20 February 2015
by Philip Layton


Jesus explains the need to challenge tradition that obscures God’s will

Click here to read Mark 7

Discussion Question

  • Are there traditions within the Church and society that seem good but are in danger of obstructing your relationship with God?

Share your thoughts below, or tweet about it with the #boundlessbible hashtag.

Going Deeper –  from 'Words of Life'

In the Gospels, there are only two mother-daughter relationships mentioned. One concerns the notorious Salome with her mother – seeking the horrible execution of John the Baptist (Matthew 14:6-12). The other is our story today of the Syro-Phoenician woman who begs for her daughter’s restoration.
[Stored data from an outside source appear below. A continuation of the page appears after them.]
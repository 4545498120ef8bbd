//! Statistical imputation for room counts.
//!
//! Missing bedroom and bathroom counts are inferred from the living area:
//! small dwellings get one room, larger ones the rounded dataset mean.

use crate::error::Result;
use crate::utils::{column_as_f64, require_columns, rounded_mean};
use polars::prelude::*;

/// Value stored when a count cannot be inferred.
pub const NOT_RECORDED: i64 = -1;

/// Statistical imputation methods for filling missing values.
pub struct StatisticalImputer;

impl StatisticalImputer {
    /// Infer missing counts in `target` from the `area` column.
    ///
    /// - living area unknown → [`NOT_RECORDED`]
    /// - living area below `threshold` → 1
    /// - otherwise → rounded mean of the known counts, or [`NOT_RECORDED`]
    ///   when no count is known at all
    ///
    /// Known counts are kept as they are. The column becomes `Float64`; the
    /// integer cast happens later in the corrector.
    pub fn infer_room_counts(
        df: &mut DataFrame,
        target: &str,
        area: &str,
        threshold: f64,
        processing_steps: &mut Vec<String>,
    ) -> Result<()> {
        require_columns(df, &[target])?;
        let counts = column_as_f64(df, target)?;
        let areas = match df.column(area) {
            Ok(_) => column_as_f64(df, area)?,
            Err(_) => vec![None; df.height()],
        };

        let mean = rounded_mean(&counts);
        let missing = counts.iter().filter(|v| v.is_none()).count();

        let inferred: Vec<Option<f64>> = counts
            .iter()
            .zip(&areas)
            .map(|(count, area)| {
                Some(count.unwrap_or_else(|| infer_one(*area, threshold, mean) as f64))
            })
            .collect();

        df.replace(target, Series::new(target.into(), inferred))?;

        if missing > 0 {
            processing_steps.push(format!(
                "Inferred {} missing '{}' values from '{}' (threshold {} m², mean {})",
                missing,
                target,
                area,
                threshold,
                mean.map(|m| m.to_string())
                    .unwrap_or_else(|| "unavailable".to_string())
            ));
        }

        Ok(())
    }
}

fn infer_one(area: Option<f64>, threshold: f64, mean: Option<i64>) -> i64 {
    // a negative surface is a sentinel from an earlier run
    match area.filter(|a| *a >= 0.0) {
        None => NOT_RECORDED,
        Some(a) if a < threshold => 1,
        Some(_) => mean.unwrap_or(NOT_RECORDED),
    }
}

#[cfg(test)]
mod tests {
    use super::*;
    use pretty_assertions::assert_eq;

    fn values(df: &DataFrame, name: &str) -> Vec<Option<f64>> {
        column_as_f64(df, name).unwrap()
    }

    #[test]
    fn test_infer_one() {
        assert_eq!(infer_one(None, 40.0, Some(3)), NOT_RECORDED);
        assert_eq!(infer_one(Some(-1.0), 40.0, Some(3)), NOT_RECORDED);
        assert_eq!(infer_one(Some(35.0), 40.0, Some(3)), 1);
        assert_eq!(infer_one(Some(40.0), 40.0, Some(3)), 3);
        assert_eq!(infer_one(Some(120.0), 40.0, None), NOT_RECORDED);
    }

    #[test]
    fn test_small_dwelling_gets_one_bedroom() {
        let mut df = df![
            "bedroomCount" => [None, Some(2.0), Some(4.0)],
            "habitableSurface" => [Some(35.0), Some(90.0), Some(200.0)],
        ]
        .unwrap();
        let mut steps = Vec::new();

        StatisticalImputer::infer_room_counts(
            &mut df,
            "bedroomCount",
            "habitableSurface",
            40.0,
            &mut steps,
        )
        .unwrap();

        assert_eq!(
            values(&df, "bedroomCount"),
            vec![Some(1.0), Some(2.0), Some(4.0)]
        );
        assert_eq!(steps.len(), 1);
    }

    #[test]
    fn test_large_dwelling_gets_mean() {
        let mut df = df![
            "bathroomCount" => [None, Some(1.0), Some(2.0), None],
            "habitableSurface" => [Some(150.0), Some(80.0), Some(160.0), None],
        ]
        .unwrap();
        let mut steps = Vec::new();

        StatisticalImputer::infer_room_counts(
            &mut df,
            "bathroomCount",
            "habitableSurface",
            100.0,
            &mut steps,
        )
        .unwrap();

        // mean of [1, 2] = 1.5 rounds to 2
        assert_eq!(
            values(&df, "bathroomCount"),
            vec![Some(2.0), Some(1.0), Some(2.0), Some(-1.0)]
        );
    }

    #[test]
    fn test_missing_area_column() {
        let mut df = df!["bedroomCount" => [None, Some(3.0)]].unwrap();
        let mut steps = Vec::new();

        StatisticalImputer::infer_room_counts(
            &mut df,
            "bedroomCount",
            "habitableSurface",
            40.0,
            &mut steps,
        )
        .unwrap();

        assert_eq!(values(&df, "bedroomCount"), vec![Some(-1.0), Some(3.0)]);
    }

    #[test]
    fn test_nothing_missing_logs_nothing() {
        let mut df = df!["bedroomCount" => [1.0, 3.0]].unwrap();
        let mut steps = Vec::new();
        StatisticalImputer::infer_room_counts(&mut df, "bedroomCount", "area", 40.0, &mut steps)
            .unwrap();
        assert!(steps.is_empty());
    }
}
Jesus had left Capernaum, travelling north about 45 miles to the borders of Tyre and Sidon, seeking seclusion with his disciples. But word got around. This woman sought him out – falling at his feet. She asked Jesus to heal her little girl who was demon-possessed. Jesus responded by saying something quite ‘odd’ to her:

‘First let the children eat all they want,’ he told her, ‘for it is not right to take the children’s bread and toss it to their dogs’ (v 27).

To be honest, I’m not sure how I would have reacted to this statement! But the woman responded, also with peculiar words found in verse 28:

‘Yes, Lord,’ she replied, ‘but even the dogs under the table eat the children’s crumbs.’

The Jews considered Gentiles to be ‘dogs’ and, at this time, even the disciples were not convinced the gospel should be extended to anyone other than the Jews. Perhaps Jesus wanted to know the woman’s thoughts on this by using this rather witty, picturesque language. She picked it up right away, saying that even if she was thrown the ‘crumbs’ of this new faith, it was a beginning. She proved this by having faith that her daughter would be healed by Jesus.

Because of such great faith, Jesus did heal this woman’s child – the only instance in Mark’s Gospel where the Master healed someone from a distance. What faith! What love!